## TASK PROMPT
Needed from the entries below: every line that holds the word "await".

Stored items

- Opening Delimiter -

use async_trait::async_trait;
use flash_core::model::{Card, DeckKey, USERS_KEY};
use serde::Serialize;
use serde::de::DeserializeOwned;
use std::collections::HashMap;
use std::sync::{Arc, Mutex};
use thiserror::Error;

/// Errors surfaced by storage adapters.
#[derive(Debug, Error)]
#[non_exhaustive]
pub enum StorageError {
    #[error("connection error: {0}")]
    Connection(String),

    #[error("serialization error: {0}")]
    Serialization(String),
}

/// Raw string-keyed store holding JSON blobs.
///
/// There is no schema and no transactions: a value is whatever string was
/// last written under its key.
#[async_trait]
pub trait KeyValueStore: Send + Sync {
    /// Read the value stored under `key`.
    ///
    /// # Errors
    ///
    /// Returns `StorageError` if the backend cannot be read.
    async fn get(&self, key: &str) -> Result<Option<String>, StorageError>;

    /// Overwrite the value stored under `key`.
    ///
    /// # Errors
    ///
    /// Returns `StorageError` if the backend rejects the write.
    async fn set(&self, key: &str, value: String) -> Result<(), StorageError>;
}

/// Repository contract for card collections.
#[async_trait]
pub trait DeckRepository: Send + Sync {
    /// Load a deck in stored order. A missing deck is empty.
    ///
    /// # Errors
    ///
    /// Returns `StorageError::Serialization` if the stored JSON is not a card
    /// array, or other storage errors.
    async fn load_deck(&self, key: &DeckKey) -> Result<Vec<Card>, StorageError>;

    /// Replace a deck with `cards`.
    ///
    /// # Errors
    ///
    /// Returns `StorageError` if the deck cannot be stored.
    async fn save_deck(&self, key: &DeckKey, cards: &[Card]) -> Result<(), StorageError>;
}

/// Repository contract for the registered-usernames list.
#[async_trait]
pub trait UserRepository: Send + Sync {
    /// Load registered usernames in stored order.
    ///
    /// # Errors
    ///
    /// Returns `StorageError` if the list cannot be read or decoded.
    async fn load_users(&self) -> Result<Vec<String>, StorageError>;

    /// Replace the registered-usernames list.
    ///
    /// # Errors
    ///
    /// Returns `StorageError` if the list cannot be stored.
    async fn save_users(&self, users: &[String]) -> Result<(), StorageError>;
}

/// Simple in-memory store for testing and prototyping.
#[derive(Clone, Default)]
pub struct InMemoryStore {
    entries: Arc<Mutex<HashMap<String, String>>>,
}

impl InMemoryStore {
    #[must_use]
    pub fn new() -> Self {
        Self {
            entries: Arc::new(Mutex::new(HashMap::new())),
        }
    }
}

#[async_trait]
impl KeyValueStore for InMemoryStore {
    async fn get(&self, key: &str) -> Result<Option<String>, StorageError> {
        let guard = self
            .entries
            .lock()
            .map_err(|e| StorageError::Connection(e.to_string()))?;
        Ok(guard.get(key).cloned())
    }

    async fn set(&self, key: &str, value: String) -> Result<(), StorageError> {
        let mut guard = self
            .entries
            .lock()
            .map_err(|e| StorageError::Connection(e.to_string()))?;
        guard.insert(key.to_owned(), value);
        Ok(())
    }
}

/// Typed decks and users encoded as JSON arrays on top of any
/// [`KeyValueStore`].
#[derive(Clone)]
pub struct JsonRepository {
    store: Arc<dyn KeyValueStore>,
}

impl JsonRepository {
    #[must_use]
    pub fn new(store: Arc<dyn KeyValueStore>) -> Self {
        Self { store }
    }

    async fn load_array<T: DeserializeOwned>(&self, key: &str) -> Result<Vec<T>, StorageError> {
        match self.store.get(key).await? {
            None => Ok(Vec::new()),
            Some(raw) => serde_json::from_str(&raw)
                .map_err(|e| StorageError::Serialization(format!("{key}: {e}"))),
        }
    }

    async fn save_array<T: Serialize + Sync>(
        &self,
        key: &str,
        items: &[T],
    ) -> Result<(), StorageError> {
        let raw = serde_json::to_string(items)
            .map_err(|e| StorageError::Serialization(format!("{key}: {e}")))?;
        self.store.set(key, raw).await
    }
}

#[async_trait]
impl DeckRepository for JsonRepository {
    async fn load_deck(&self, key: &DeckKey) -> Result<Vec<Card>, StorageError> {
        self.load_array(&key.storage_key()).await
    }

    async fn save_deck(&self, key: &DeckKey, cards: &[Card]) -> Result<(), StorageError> {
        self.save_array(&key.storage_key(), cards).await
    }
}

#[async_trait]
impl UserRepository for JsonRepository {
    async fn load_users(&self) -> Result<Vec<String>, StorageError> {
        self.load_array(USERS_KEY).await
    }

    async fn save_users(&self, users: &[String]) -> Result<(), StorageError> {
        self.save_array(USERS_KEY, users).await
    }
}

/// Aggregates repositories behind trait objects for easy backend swapping.
#[derive(Clone)]
pub struct Storage {
    pub kv: Arc<dyn KeyValueStore>,
    pub decks: Arc<dyn DeckRepository>,
    pub users: Arc<dyn UserRepository>,
}

impl Storage {
    #[must_use]
    pub fn in_memory() -> Self {
        Self::from_store(Arc::new(InMemoryStore::new()))
    }

    /// Wrap an arbitrary key-value backend.
    #[must_use]
    pub fn from_store(kv: Arc<dyn KeyValueStore>) -> Self {
        let repo = JsonRepository::new(Arc::clone(&kv));
        let decks: Arc<dyn DeckRepository> = Arc::new(repo.clone());
        let users: Arc<dyn UserRepository> = Arc::new(repo);
        Self { kv, decks, users }
    }
}
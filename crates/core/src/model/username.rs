use std::fmt;

use thiserror::Error;

#[derive(Debug, Error, Clone, PartialEq, Eq)]
pub enum UsernameError {
    #[error("username cannot be empty")]
    Empty,
}

/// Normalized (trimmed, lower-cased) non-empty username.
///
/// Every storage key and uniqueness check goes through this type, so two
/// spellings of the same name always compare equal.
#[derive(Debug, Clone, PartialEq, Eq, Hash, PartialOrd, Ord)]
pub struct Username(String);

impl Username {
    /// Normalize and validate a raw username.
    ///
    /// # Errors
    ///
    /// Returns `UsernameError::Empty` if nothing is left after trimming.
    pub fn parse(raw: impl AsRef<str>) -> Result<Self, UsernameError> {
        let normalized = raw.as_ref().trim().to_lowercase();
        if normalized.is_empty() {
            return Err(UsernameError::Empty);
        }
        Ok(Self(normalized))
    }

    #[must_use]
    pub fn as_str(&self) -> &str {
        &self.0
    }

    /// True when `raw` normalizes to this username.
    #[must_use]
    pub fn matches(&self, raw: &str) -> bool {
        raw.trim().to_lowercase() == self.0
    }
}

impl fmt::Display for Username {
    fn fmt(&self, f: &mut fmt::Formatter<'_>) -> fmt::Result {
        f.write_str(&self.0)
    }
}

impl AsRef<str> for Username {
    fn as_ref(&self) -> &str {
        &self.0
    }
}

#[cfg(test)]
mod tests {
    use super::*;

    #[test]
    fn parse_trims_and_lowercases() {
        let name = Username::parse("  Alice ").unwrap();
        assert_eq!(name.as_str(), "alice");
        assert_eq!(name.to_string(), "alice");
    }

    #[test]
    fn parse_rejects_blank() {
        assert_eq!(Username::parse(" \t "), Err(UsernameError::Empty));
        assert_eq!(Username::parse(""), Err(UsernameError::Empty));
    }

    #[test]
    fn matches_compares_normalized() {
        let name = Username::parse("alice").unwrap();
        assert!(name.matches("ALICE "));
        assert!(!name.matches("alicia"));
    }
}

- Closing Delimiter -

## SOLUTION FOR THIS PROBLEM
        match self.store.get(key).await? {
        self.store.set(key, raw).await
        self.load_array(&key.storage_key()).await
        self.save_array(&key.storage_key(), cards).await
        self.load_array(USERS_KEY).await
        self.save_array(USERS_KEY, users).await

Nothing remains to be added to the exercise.